Stored items
== Segment start ==

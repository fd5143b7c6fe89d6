use std::path::Path;

use direxplorer_base::ExplorerResult;

/* 📖 # Why one handler trait instead of separate event interfaces?

A handler is whatever the caller wants to happen for a directory or a file: print it,
collect it, count it. Subscriber lists and single delegates are just two ways of
plugging that in, so both are implementations of the same trait:

- HandlerList fans one notification out to several handlers in subscription order
- FnHandler binds a pair of closures

The engine borrows the handler for the duration of a search and never owns it.
A handler error aborts the search; the engine does not try to recover from it.
*/

/// Receives notifications from the traversal engine.
pub trait ExplorerHandler {
    /// Called when a directory is reported.
    fn on_directory(&mut self, path: &Path) -> ExplorerResult<()>;

    /// Called for every file delivered within the item limit.
    fn on_file(&mut self, path: &Path) -> ExplorerResult<()>;
}

impl<H: ExplorerHandler + ?Sized> ExplorerHandler for &mut H {
    fn on_directory(&mut self, path: &Path) -> ExplorerResult<()> {
        (**self).on_directory(path)
    }

    fn on_file(&mut self, path: &Path) -> ExplorerResult<()> {
        (**self).on_file(path)
    }
}

impl<H: ExplorerHandler + ?Sized> ExplorerHandler for Box<H> {
    fn on_directory(&mut self, path: &Path) -> ExplorerResult<()> {
        (**self).on_directory(path)
    }

    fn on_file(&mut self, path: &Path) -> ExplorerResult<()> {
        (**self).on_file(path)
    }
}

/// Fans each notification out to every subscribed handler, in subscription order.
///
/// The first failing handler stops the fan-out and its error is returned.
#[derive(Default)]
pub struct HandlerList<'a> {
    handlers: Vec<Box<dyn ExplorerHandler + 'a>>,
}

impl<'a> HandlerList<'a> {
    pub fn new() -> Self {
        Self {
            handlers: Vec::new(),
        }
    }

    pub fn subscribe(&mut self, handler: impl ExplorerHandler + 'a) -> &mut Self {
        self.handlers.push(Box::new(handler));
        self
    }

    pub fn len(&self) -> usize {
        self.handlers.len()
    }

    pub fn is_empty(&self) -> bool {
        self.handlers.is_empty()
    }
}

impl std::fmt::Debug for HandlerList<'_> {
    fn fmt(&self, f: &mut std::fmt::Formatter<'_>) -> std::fmt::Result {
        f.debug_struct("HandlerList")
            .field("handlers", &self.handlers.len())
            .finish()
    }
}

impl ExplorerHandler for HandlerList<'_> {
    fn on_directory(&mut self, path: &Path) -> ExplorerResult<()> {
        for handler in &mut self.handlers {
            handler.on_directory(path)?;
        }
        Ok(())
    }

    fn on_file(&mut self, path: &Path) -> ExplorerResult<()> {
        for handler in &mut self.handlers {
            handler.on_file(path)?;
        }
        Ok(())
    }
}

/// A handler made of two closures.
///
/// # Examples
///
/// ```
/// use std::path::Path;
/// use direxplorer_engine::{ExplorerHandler, FnHandler};
///
/// let mut files = 0;
/// let mut handler = FnHandler::new(|_dir: &Path| Ok(()), |_file: &Path| {
///     files += 1;
///     Ok(())
/// });
/// handler.on_file(Path::new("/r/a.txt")).unwrap();
/// drop(handler);
/// assert_eq!(files, 1);
/// ```
pub struct FnHandler<D, F> {
    on_directory: D,
    on_file: F,
}

impl<D, F> FnHandler<D, F>
where
    D: FnMut(&Path) -> ExplorerResult<()>,
    F: FnMut(&Path) -> ExplorerResult<()>,
{
    pub fn new(on_directory: D, on_file: F) -> Self {
        Self {
            on_directory,
            on_file,
        }
    }
}

impl<D, F> ExplorerHandler for FnHandler<D, F>
where
    D: FnMut(&Path) -> ExplorerResult<()>,
    F: FnMut(&Path) -> ExplorerResult<()>,
{
    fn on_directory(&mut self, path: &Path) -> ExplorerResult<()> {
        (self.on_directory)(path)
    }

    fn on_file(&mut self, path: &Path) -> ExplorerResult<()> {
        (self.on_file)(path)
    }
}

== Segment end ==

* TASK OBJECTIVE
A faithful retyping of every entry above is the task.

* REPLY
repository fd5143b7c6fe89d6
use std::path::Path;

use direxplorer_base::ExplorerResult;

/* 📖 # Why one handler trait instead of separate event interfaces?

A handler is whatever the caller wants to happen for a directory or a file: print it,
collect it, count it. Subscriber lists and single delegates are just two ways of
plugging that in, so both are implementations of the same trait:

- HandlerList fans one notification out to several handlers in subscription order
- FnHandler binds a pair of closures

The engine borrows the handler for the duration of a search and never owns it.
A handler error aborts the search; the engine does not try to recover from it.
*/

/// Receives notifications from the traversal engine.
pub trait ExplorerHandler {
    /// Called when a directory is reported.
    fn on_directory(&mut self, path: &Path) -> ExplorerResult<()>;

    /// Called for every file delivered within the item limit.
    fn on_file(&mut self, path: &Path) -> ExplorerResult<()>;
}

impl<H: ExplorerHandler + ?Sized> ExplorerHandler for &mut H {
    fn on_directory(&mut self, path: &Path) -> ExplorerResult<()> {
        (**self).on_directory(path)
    }

    fn on_file(&mut self, path: &Path) -> ExplorerResult<()> {
        (**self).on_file(path)
    }
}

impl<H: ExplorerHandler + ?Sized> ExplorerHandler for Box<H> {
    fn on_directory(&mut self, path: &Path) -> ExplorerResult<()> {
        (**self).on_directory(path)
    }

    fn on_file(&mut self, path: &Path) -> ExplorerResult<()> {
        (**self).on_file(path)
    }
}

/// Fans each notification out to every subscribed handler, in subscription order.
///
/// The first failing handler stops the fan-out and its error is returned.
#[derive(Default)]
pub struct HandlerList<'a> {
    handlers: Vec<Box<dyn ExplorerHandler + 'a>>,
}

impl<'a> HandlerList<'a> {
    pub fn new() -> Self {
        Self {
            handlers: Vec::new(),
        }
    }

    pub fn subscribe(&mut self, handler: impl ExplorerHandler + 'a) -> &mut Self {
        self.handlers.push(Box::new(handler));
        self
    }

    pub fn len(&self) -> usize {
        self.handlers.len()
    }

    pub fn is_empty(&self) -> bool {
        self.handlers.is_empty()
    }
}

impl std::fmt::Debug for HandlerList<'_> {
    fn fmt(&self, f: &mut std::fmt::Formatter<'_>) -> std::fmt::Result {
        f.debug_struct("HandlerList")
            .field("handlers", &self.handlers.len())
            .finish()
    }
}

impl ExplorerHandler for HandlerList<'_> {
    fn on_directory(&mut self, path: &Path) -> ExplorerResult<()> {
        for handler in &mut self.handlers {
            handler.on_directory(path)?;
        }
        Ok(())
    }

    fn on_file(&mut self, path: &Path) -> ExplorerResult<()> {
        for handler in &mut self.handlers {
            handler.on_file(path)?;
        }
        Ok(())
    }
}

/// A handler made of two closures.
///
/// # Examples
///
/// ```
/// use std::path::Path;
/// use direxplorer_engine::{ExplorerHandler, FnHandler};
///
/// let mut files = 0;
/// let mut handler = FnHandler::new(|_dir: &Path| Ok(()), |_file: &Path| {
///     files += 1;
///     Ok(())
/// });
/// handler.on_file(Path::new("/r/a.txt")).unwrap();
/// drop(handler);
/// assert_eq!(files, 1);
/// ```
pub struct FnHandler<D, F> {
    on_directory: D,
    on_file: F,
}

impl<D, F> FnHandler<D, F>
where
    D: FnMut(&Path) -> ExplorerResult<()>,
    F: FnMut(&Path) -> ExplorerResult<()>,
{
    pub fn new(on_directory: D, on_file: F) -> Self {
        Self {
            on_directory,
            on_file,
        }
    }
}

impl<D, F> ExplorerHandler for FnHandler<D, F>
where
    D: FnMut(&Path) -> ExplorerResult<()>,
    F: FnMut(&Path) -> ExplorerResult<()>,
{
    fn on_directory(&mut self, path: &Path) -> ExplorerResult<()> {
        (self.on_directory)(path)
    }

    fn on_file(&mut self, path: &Path) -> ExplorerResult<()> {
        (self.on_file)(path)
    }
}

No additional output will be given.